A historic market town situated on the Norfolk/Suffolk border and surrounded by rolling fields and picturesque villages, Diss does have the potential to be, or at least sound like a nice place. And as you enter the backward Norfolk metropolis for the first time you are none the wiser of the hidden crapfest that is this town. Its when you enter the actual town centre (if you can call it that) that things start to dramatically fall downhill.
The first thing you notice is its abundance of charity shops, card shops and discount stores selling fake posters and washing up bowls. And what more to top this delightful picture off that the stench of drains (generally located outside one of Diss’ many godawful, underage drinker-rife pubs) and an abundance of miserable OAP’s collecting their Giro’s and spending them on charity shops that smell like someone has just crawled into the rack of polyester 80’s shirts and died (after urinating on themselves)!

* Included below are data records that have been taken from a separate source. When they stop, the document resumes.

// Adapters layer: concrete implementations for external systems (files, terminal, output formats).

pub mod csv_input;
pub mod quota_prompt;
pub mod report;
pub mod storage;

pub use storage::LocalStorage;
//! Stable assignment of scribes to lecturers.
//!
//! Scribes rank lecturers, lecturers have quotas and may rank scribes. The
//! [`core::engine::MatchingEngine`] runs scribe-proposing deferred acceptance
//! over a validated [`core::preferences::PreferenceModel`] and returns the
//! scribe-optimal stable [`domain::model::Assignment`].
//!
//! The rest of the crate is the command-line surface: CSV input, TOML/CLI
//! configuration and result rendering, wired together by
//! [`app::pipelines::AssignmentPipeline`] and [`core::runner::AssignmentRunner`].

pub mod adapters;
pub mod app;
pub mod config;
pub mod core;
pub mod domain;
pub mod utils;

#[cfg(feature = "cli")]
pub use crate::config::CliConfig;

pub use crate::adapters::LocalStorage;
pub use crate::app::pipelines::AssignmentPipeline;
pub use crate::config::{OutputFormat, RunSettings};
pub use crate::core::{
    engine::{MatchOutcome, MatchingEngine},
    preferences::PreferenceModel,
    runner::AssignmentRunner,
    stability::{verify, StabilityReport, StabilityViolation},
};
pub use crate::domain::model::{
    Assignment, LecturerAllocation, LecturerEntry, LecturerPreference, MatchReport, MatchStats,
    PreferenceInput, ScribeEntry, UnderFilled,
};
pub use crate::utils::error::{MatchError, Result};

What’s more every shop shuts at five, so walking down the main street at 5:30 is like walking through a ghost town just hit by a nuclear war, the only things open being the dodgy ‘American Fried Chicken’ and burger outlets that open till the early hours serving inebriated, underage drinkers kebabs and burgers. All in a county that is said to be Nelsons favourite (He must of been absolutely off his nut when he said that).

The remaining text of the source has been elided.